(Task to complete):
Nothing in the records should be altered; retype them all exactly.

Stored data:

//! Static capability declarations for entity types.
//!
//! An entity type opts into automatic filtering by listing the capabilities
//! it exposes. The list is a `const` on the type, so the interceptor never
//! inspects values at runtime to decide which filters apply.
//!
//! ```rust
//! use modkit_filter::{Capability, FieldAccess, FilterableEntity, Value, fields};
//!
//! struct Person {
//!     name: String,
//!     is_deleted: bool,
//! }
//!
//! impl FilterableEntity for Person {
//!     const NAME: &'static str = "person";
//!     const CAPABILITIES: &'static [Capability] = &[Capability::SOFT_DELETABLE];
//! }
//!
//! impl FieldAccess for Person {
//!     fn field(&self, name: &str) -> Option<Value> {
//!         match name {
//!             fields::IS_DELETED => Some(Value::Bool(self.is_deleted)),
//!             "name" => Some(Value::from(self.name.as_str())),
//!             _ => None,
//!         }
//!     }
//! }
//!
//! assert!(Person::declares(Capability::SOFT_DELETABLE));
//! assert!(!Person::declares(Capability::TENANT_BOUND));
//! ```

use std::fmt;

use crate::value::Value;

/// Well-known field names exposed by the built-in capabilities.
pub mod fields {
    /// Boolean deleted-flag of a soft-deletable entity.
    pub const IS_DELETED: &str = "is_deleted";
    /// Tenant column of tenant-bound and tenant-optional entities.
    pub const TENANT_ID: &str = "tenant_id";
}

/// Marker tag an entity type declares to make matching filters applicable.
#[derive(Clone, Copy, Debug, PartialEq, Eq, Hash, PartialOrd, Ord)]
pub struct Capability(&'static str);

impl Capability {
    /// Entity exposes a boolean `is_deleted` field.
    pub const SOFT_DELETABLE: Capability = Capability::new("soft-deletable");
    /// Entity exposes a non-nullable `tenant_id` field.
    pub const TENANT_BOUND: Capability = Capability::new("tenant-bound");
    /// Entity exposes a nullable `tenant_id` field; null rows are host-owned.
    pub const TENANT_OPTIONAL: Capability = Capability::new("tenant-optional");

    #[must_use]
    pub const fn new(tag: &'static str) -> Self {
        Self(tag)
    }

    #[must_use]
    pub const fn as_str(self) -> &'static str {
        self.0
    }
}

impl fmt::Display for Capability {
    fn fmt(&self, f: &mut fmt::Formatter<'_>) -> fmt::Result {
        f.write_str(self.0)
    }
}

/// Per-type declaration of the capabilities an entity exposes.
pub trait FilterableEntity {
    /// Stable entity name used in logs and errors.
    const NAME: &'static str;

    /// Capabilities declared by this entity type.
    const CAPABILITIES: &'static [Capability];

    #[must_use]
    fn declares(capability: Capability) -> bool {
        Self::CAPABILITIES.contains(&capability)
    }
}

/// Field accessors used to evaluate bound predicates against loaded values.
///
/// Return `Some(Value::Null)` for a field that exists but holds no value and
/// `None` for a field the entity does not expose.
pub trait FieldAccess: FilterableEntity {
    fn field(&self, name: &str) -> Option<Value>;
}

(Answer to this exercise):
//! Static capability declarations for entity types.
//!
//! An entity type opts into automatic filtering by listing the capabilities
//! it exposes. The list is a `const` on the type, so the interceptor never
//! inspects values at runtime to decide which filters apply.
//!
//! ```rust
//! use modkit_filter::{Capability, FieldAccess, FilterableEntity, Value, fields};
//!
//! struct Person {
//!     name: String,
//!     is_deleted: bool,
//! }
//!
//! impl FilterableEntity for Person {
//!     const NAME: &'static str = "person";
//!     const CAPABILITIES: &'static [Capability] = &[Capability::SOFT_DELETABLE];
//! }
//!
//! impl FieldAccess for Person {
//!     fn field(&self, name: &str) -> Option<Value> {
//!         match name {
//!             fields::IS_DELETED => Some(Value::Bool(self.is_deleted)),
//!             "name" => Some(Value::from(self.name.as_str())),
//!             _ => None,
//!         }
//!     }
//! }
//!
//! assert!(Person::declares(Capability::SOFT_DELETABLE));
//! assert!(!Person::declares(Capability::TENANT_BOUND));
//! ```

use std::fmt;

use crate::value::Value;

/// Well-known field names exposed by the built-in capabilities.
pub mod fields {
    /// Boolean deleted-flag of a soft-deletable entity.
    pub const IS_DELETED: &str = "is_deleted";
    /// Tenant column of tenant-bound and tenant-optional entities.
    pub const TENANT_ID: &str = "tenant_id";
}

/// Marker tag an entity type declares to make matching filters applicable.
#[derive(Clone, Copy, Debug, PartialEq, Eq, Hash, PartialOrd, Ord)]
pub struct Capability(&'static str);

impl Capability {
    /// Entity exposes a boolean `is_deleted` field.
    pub const SOFT_DELETABLE: Capability = Capability::new("soft-deletable");
    /// Entity exposes a non-nullable `tenant_id` field.
    pub const TENANT_BOUND: Capability = Capability::new("tenant-bound");
    /// Entity exposes a nullable `tenant_id` field; null rows are host-owned.
    pub const TENANT_OPTIONAL: Capability = Capability::new("tenant-optional");

    #[must_use]
    pub const fn new(tag: &'static str) -> Self {
        Self(tag)
    }

    #[must_use]
    pub const fn as_str(self) -> &'static str {
        self.0
    }
}

impl fmt::Display for Capability {
    fn fmt(&self, f: &mut fmt::Formatter<'_>) -> fmt::Result {
        f.write_str(self.0)
    }
}

/// Per-type declaration of the capabilities an entity exposes.
pub trait FilterableEntity {
    /// Stable entity name used in logs and errors.
    const NAME: &'static str;

    /// Capabilities declared by this entity type.
    const CAPABILITIES: &'static [Capability];

    #[must_use]
    fn declares(capability: Capability) -> bool {
        Self::CAPABILITIES.contains(&capability)
    }
}

/// Field accessors used to evaluate bound predicates against loaded values.
///
/// Return `Some(Value::Null)` for a field that exists but holds no value and
/// `None` for a field the entity does not expose.
pub trait FieldAccess: FilterableEntity {
    fn field(&self, name: &str) -> Option<Value>;
}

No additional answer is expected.